# DATASET EXTRACT:
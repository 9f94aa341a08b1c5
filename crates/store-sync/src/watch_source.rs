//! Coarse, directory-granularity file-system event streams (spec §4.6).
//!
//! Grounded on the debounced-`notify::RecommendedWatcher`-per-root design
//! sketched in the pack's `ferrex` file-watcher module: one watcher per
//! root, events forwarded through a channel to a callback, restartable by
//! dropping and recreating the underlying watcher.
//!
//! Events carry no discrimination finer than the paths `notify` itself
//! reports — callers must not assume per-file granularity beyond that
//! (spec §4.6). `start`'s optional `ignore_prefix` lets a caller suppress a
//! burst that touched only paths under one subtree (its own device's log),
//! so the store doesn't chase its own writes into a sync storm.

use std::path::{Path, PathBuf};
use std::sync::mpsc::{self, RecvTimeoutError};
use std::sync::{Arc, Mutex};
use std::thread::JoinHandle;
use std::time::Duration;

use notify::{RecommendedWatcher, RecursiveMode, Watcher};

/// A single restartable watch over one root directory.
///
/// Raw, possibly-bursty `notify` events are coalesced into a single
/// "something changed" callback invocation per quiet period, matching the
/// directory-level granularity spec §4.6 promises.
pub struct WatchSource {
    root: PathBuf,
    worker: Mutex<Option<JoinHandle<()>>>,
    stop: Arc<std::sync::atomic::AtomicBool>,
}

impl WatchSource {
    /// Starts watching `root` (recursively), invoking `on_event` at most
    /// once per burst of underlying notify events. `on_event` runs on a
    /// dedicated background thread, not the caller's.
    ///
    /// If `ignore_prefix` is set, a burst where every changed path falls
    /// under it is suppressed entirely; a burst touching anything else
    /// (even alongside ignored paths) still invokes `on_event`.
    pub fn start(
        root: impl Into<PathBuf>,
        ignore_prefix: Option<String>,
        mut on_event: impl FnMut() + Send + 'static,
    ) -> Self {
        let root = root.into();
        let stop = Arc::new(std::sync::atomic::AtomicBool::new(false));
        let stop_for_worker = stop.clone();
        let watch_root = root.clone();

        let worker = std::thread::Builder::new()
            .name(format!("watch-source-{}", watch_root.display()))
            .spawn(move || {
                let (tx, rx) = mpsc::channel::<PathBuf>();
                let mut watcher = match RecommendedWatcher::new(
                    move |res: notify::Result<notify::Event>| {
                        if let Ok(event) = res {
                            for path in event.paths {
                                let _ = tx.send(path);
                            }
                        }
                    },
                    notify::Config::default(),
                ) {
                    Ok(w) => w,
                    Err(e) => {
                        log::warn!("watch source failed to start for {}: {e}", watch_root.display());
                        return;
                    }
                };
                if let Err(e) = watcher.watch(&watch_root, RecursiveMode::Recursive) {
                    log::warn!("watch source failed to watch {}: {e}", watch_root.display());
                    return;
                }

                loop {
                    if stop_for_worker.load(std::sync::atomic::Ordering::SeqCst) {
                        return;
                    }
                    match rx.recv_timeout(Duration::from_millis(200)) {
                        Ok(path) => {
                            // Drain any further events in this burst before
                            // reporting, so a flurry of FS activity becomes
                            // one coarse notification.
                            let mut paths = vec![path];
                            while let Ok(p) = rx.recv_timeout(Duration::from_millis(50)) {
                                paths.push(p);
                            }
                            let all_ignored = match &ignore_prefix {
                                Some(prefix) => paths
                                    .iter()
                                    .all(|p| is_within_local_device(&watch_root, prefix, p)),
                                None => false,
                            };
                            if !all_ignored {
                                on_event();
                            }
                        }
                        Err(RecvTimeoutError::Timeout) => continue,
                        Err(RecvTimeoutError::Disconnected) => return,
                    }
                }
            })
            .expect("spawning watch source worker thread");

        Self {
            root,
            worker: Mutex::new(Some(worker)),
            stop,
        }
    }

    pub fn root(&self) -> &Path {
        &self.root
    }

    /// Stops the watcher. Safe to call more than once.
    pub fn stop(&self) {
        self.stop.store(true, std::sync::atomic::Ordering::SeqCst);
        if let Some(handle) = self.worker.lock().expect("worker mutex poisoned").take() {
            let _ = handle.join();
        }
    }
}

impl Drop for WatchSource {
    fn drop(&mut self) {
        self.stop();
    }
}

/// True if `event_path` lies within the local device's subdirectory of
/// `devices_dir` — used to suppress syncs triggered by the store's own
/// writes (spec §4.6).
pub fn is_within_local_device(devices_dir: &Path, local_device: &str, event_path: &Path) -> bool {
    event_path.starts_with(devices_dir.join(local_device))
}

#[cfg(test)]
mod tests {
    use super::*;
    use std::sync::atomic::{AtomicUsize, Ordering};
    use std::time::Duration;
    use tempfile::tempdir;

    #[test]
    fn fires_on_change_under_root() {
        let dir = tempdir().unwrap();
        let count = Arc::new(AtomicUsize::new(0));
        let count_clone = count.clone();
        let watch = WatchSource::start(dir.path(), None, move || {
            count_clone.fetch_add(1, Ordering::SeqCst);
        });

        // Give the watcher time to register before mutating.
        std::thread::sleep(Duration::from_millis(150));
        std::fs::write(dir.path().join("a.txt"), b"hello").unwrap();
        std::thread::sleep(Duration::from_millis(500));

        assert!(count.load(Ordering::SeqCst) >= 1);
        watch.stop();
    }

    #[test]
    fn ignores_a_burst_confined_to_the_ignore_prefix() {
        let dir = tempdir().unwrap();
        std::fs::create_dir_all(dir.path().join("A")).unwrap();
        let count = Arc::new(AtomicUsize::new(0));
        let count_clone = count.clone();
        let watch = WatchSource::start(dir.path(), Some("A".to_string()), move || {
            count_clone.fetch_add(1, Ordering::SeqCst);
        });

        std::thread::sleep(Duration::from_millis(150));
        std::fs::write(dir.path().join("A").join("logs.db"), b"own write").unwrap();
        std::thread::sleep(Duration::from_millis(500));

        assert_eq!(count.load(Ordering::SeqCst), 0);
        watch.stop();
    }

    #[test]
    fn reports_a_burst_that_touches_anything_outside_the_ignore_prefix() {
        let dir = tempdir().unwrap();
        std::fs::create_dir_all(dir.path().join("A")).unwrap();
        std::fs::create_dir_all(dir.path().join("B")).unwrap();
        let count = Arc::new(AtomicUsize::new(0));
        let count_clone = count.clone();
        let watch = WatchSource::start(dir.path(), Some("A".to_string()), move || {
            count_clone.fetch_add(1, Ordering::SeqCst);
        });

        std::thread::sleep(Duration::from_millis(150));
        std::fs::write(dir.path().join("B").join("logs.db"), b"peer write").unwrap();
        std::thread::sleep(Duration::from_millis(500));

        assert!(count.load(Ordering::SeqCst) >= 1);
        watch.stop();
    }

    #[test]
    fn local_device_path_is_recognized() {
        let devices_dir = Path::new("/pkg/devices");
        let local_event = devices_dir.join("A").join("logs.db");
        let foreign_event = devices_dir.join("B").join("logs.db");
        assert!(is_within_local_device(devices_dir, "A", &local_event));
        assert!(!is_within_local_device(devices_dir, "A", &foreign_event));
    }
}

# DIRECTIONS:
Line by line, retype the data exactly as written.

# WORKED SOLUTION:
repository 9f94aa341a08b1c5
filename crates/store-sync/src/watch_source.rs
//! Coarse, directory-granularity file-system event streams (spec §4.6).
//!
//! Grounded on the debounced-`notify::RecommendedWatcher`-per-root design
//! sketched in the pack's `ferrex` file-watcher module: one watcher per
//! root, events forwarded through a channel to a callback, restartable by
//! dropping and recreating the underlying watcher.
//!
//! Events carry no discrimination finer than the paths `notify` itself
//! reports — callers must not assume per-file granularity beyond that
//! (spec §4.6). `start`'s optional `ignore_prefix` lets a caller suppress a
//! burst that touched only paths under one subtree (its own device's log),
//! so the store doesn't chase its own writes into a sync storm.

use std::path::{Path, PathBuf};
use std::sync::mpsc::{self, RecvTimeoutError};
use std::sync::{Arc, Mutex};
use std::thread::JoinHandle;
use std::time::Duration;

use notify::{RecommendedWatcher, RecursiveMode, Watcher};

/// A single restartable watch over one root directory.
///
/// Raw, possibly-bursty `notify` events are coalesced into a single
/// "something changed" callback invocation per quiet period, matching the
/// directory-level granularity spec §4.6 promises.
pub struct WatchSource {
    root: PathBuf,
    worker: Mutex<Option<JoinHandle<()>>>,
    stop: Arc<std::sync::atomic::AtomicBool>,
}

impl WatchSource {
    /// Starts watching `root` (recursively), invoking `on_event` at most
    /// once per burst of underlying notify events. `on_event` runs on a
    /// dedicated background thread, not the caller's.
    ///
    /// If `ignore_prefix` is set, a burst where every changed path falls
    /// under it is suppressed entirely; a burst touching anything else
    /// (even alongside ignored paths) still invokes `on_event`.
    pub fn start(
        root: impl Into<PathBuf>,
        ignore_prefix: Option<String>,
        mut on_event: impl FnMut() + Send + 'static,
    ) -> Self {
        let root = root.into();
        let stop = Arc::new(std::sync::atomic::AtomicBool::new(false));
        let stop_for_worker = stop.clone();
        let watch_root = root.clone();

        let worker = std::thread::Builder::new()
            .name(format!("watch-source-{}", watch_root.display()))
            .spawn(move || {
                let (tx, rx) = mpsc::channel::<PathBuf>();
                let mut watcher = match RecommendedWatcher::new(
                    move |res: notify::Result<notify::Event>| {
                        if let Ok(event) = res {
                            for path in event.paths {
                                let _ = tx.send(path);
                            }
                        }
                    },
                    notify::Config::default(),
                ) {
                    Ok(w) => w,
                    Err(e) => {
                        log::warn!("watch source failed to start for {}: {e}", watch_root.display());
                        return;
                    }
                };
                if let Err(e) = watcher.watch(&watch_root, RecursiveMode::Recursive) {
                    log::warn!("watch source failed to watch {}: {e}", watch_root.display());
                    return;
                }

                loop {
                    if stop_for_worker.load(std::sync::atomic::Ordering::SeqCst) {
                        return;
                    }
                    match rx.recv_timeout(Duration::from_millis(200)) {
                        Ok(path) => {
                            // Drain any further events in this burst before
                            // reporting, so a flurry of FS activity becomes
                            // one coarse notification.
                            let mut paths = vec![path];
                            while let Ok(p) = rx.recv_timeout(Duration::from_millis(50)) {
                                paths.push(p);
                            }
                            let all_ignored = match &ignore_prefix {
                                Some(prefix) => paths
                                    .iter()
                                    .all(|p| is_within_local_device(&watch_root, prefix, p)),
                                None => false,
                            };
                            if !all_ignored {
                                on_event();
                            }
                        }
                        Err(RecvTimeoutError::Timeout) => continue,
                        Err(RecvTimeoutError::Disconnected) => return,
                    }
                }
            })
            .expect("spawning watch source worker thread");

        Self {
            root,
            worker: Mutex::new(Some(worker)),
            stop,
        }
    }

    pub fn root(&self) -> &Path {
        &self.root
    }

    /// Stops the watcher. Safe to call more than once.
    pub fn stop(&self) {
        self.stop.store(true, std::sync::atomic::Ordering::SeqCst);
        if let Some(handle) = self.worker.lock().expect("worker mutex poisoned").take() {
            let _ = handle.join();
        }
    }
}

impl Drop for WatchSource {
    fn drop(&mut self) {
        self.stop();
    }
}

/// True if `event_path` lies within the local device's subdirectory of
/// `devices_dir` — used to suppress syncs triggered by the store's own
/// writes (spec §4.6).
pub fn is_within_local_device(devices_dir: &Path, local_device: &str, event_path: &Path) -> bool {
    event_path.starts_with(devices_dir.join(local_device))
}

#[cfg(test)]
mod tests {
    use super::*;
    use std::sync::atomic::{AtomicUsize, Ordering};
    use std::time::Duration;
    use tempfile::tempdir;

    #[test]
    fn fires_on_change_under_root() {
        let dir = tempdir().unwrap();
        let count = Arc::new(AtomicUsize::new(0));
        let count_clone = count.clone();
        let watch = WatchSource::start(dir.path(), None, move || {
            count_clone.fetch_add(1, Ordering::SeqCst);
        });

        // Give the watcher time to register before mutating.
        std::thread::sleep(Duration::from_millis(150));
        std::fs::write(dir.path().join("a.txt"), b"hello").unwrap();
        std::thread::sleep(Duration::from_millis(500));

        assert!(count.load(Ordering::SeqCst) >= 1);
        watch.stop();
    }

    #[test]
    fn ignores_a_burst_confined_to_the_ignore_prefix() {
        let dir = tempdir().unwrap();
        std::fs::create_dir_all(dir.path().join("A")).unwrap();
        let count = Arc::new(AtomicUsize::new(0));
        let count_clone = count.clone();
        let watch = WatchSource::start(dir.path(), Some("A".to_string()), move || {
            count_clone.fetch_add(1, Ordering::SeqCst);
        });

        std::thread::sleep(Duration::from_millis(150));
        std::fs::write(dir.path().join("A").join("logs.db"), b"own write").unwrap();
        std::thread::sleep(Duration::from_millis(500));

        assert_eq!(count.load(Ordering::SeqCst), 0);
        watch.stop();
    }

    #[test]
    fn reports_a_burst_that_touches_anything_outside_the_ignore_prefix() {
        let dir = tempdir().unwrap();
        std::fs::create_dir_all(dir.path().join("A")).unwrap();
        std::fs::create_dir_all(dir.path().join("B")).unwrap();
        let count = Arc::new(AtomicUsize::new(0));
        let count_clone = count.clone();
        let watch = WatchSource::start(dir.path(), Some("A".to_string()), move || {
            count_clone.fetch_add(1, Ordering::SeqCst);
        });

        std::thread::sleep(Duration::from_millis(150));
        std::fs::write(dir.path().join("B").join("logs.db"), b"peer write").unwrap();
        std::thread::sleep(Duration::from_millis(500));

        assert!(count.load(Ordering::SeqCst) >= 1);
        watch.stop();
    }

    #[test]
    fn local_device_path_is_recognized() {
        let devices_dir = Path::new("/pkg/devices");
        let local_event = devices_dir.join("A").join("logs.db");
        let foreign_event = devices_dir.join("B").join("logs.db");
        assert!(is_within_local_device(devices_dir, "A", &local_event));
        assert!(!is_within_local_device(devices_dir, "A", &foreign_event));
    }
}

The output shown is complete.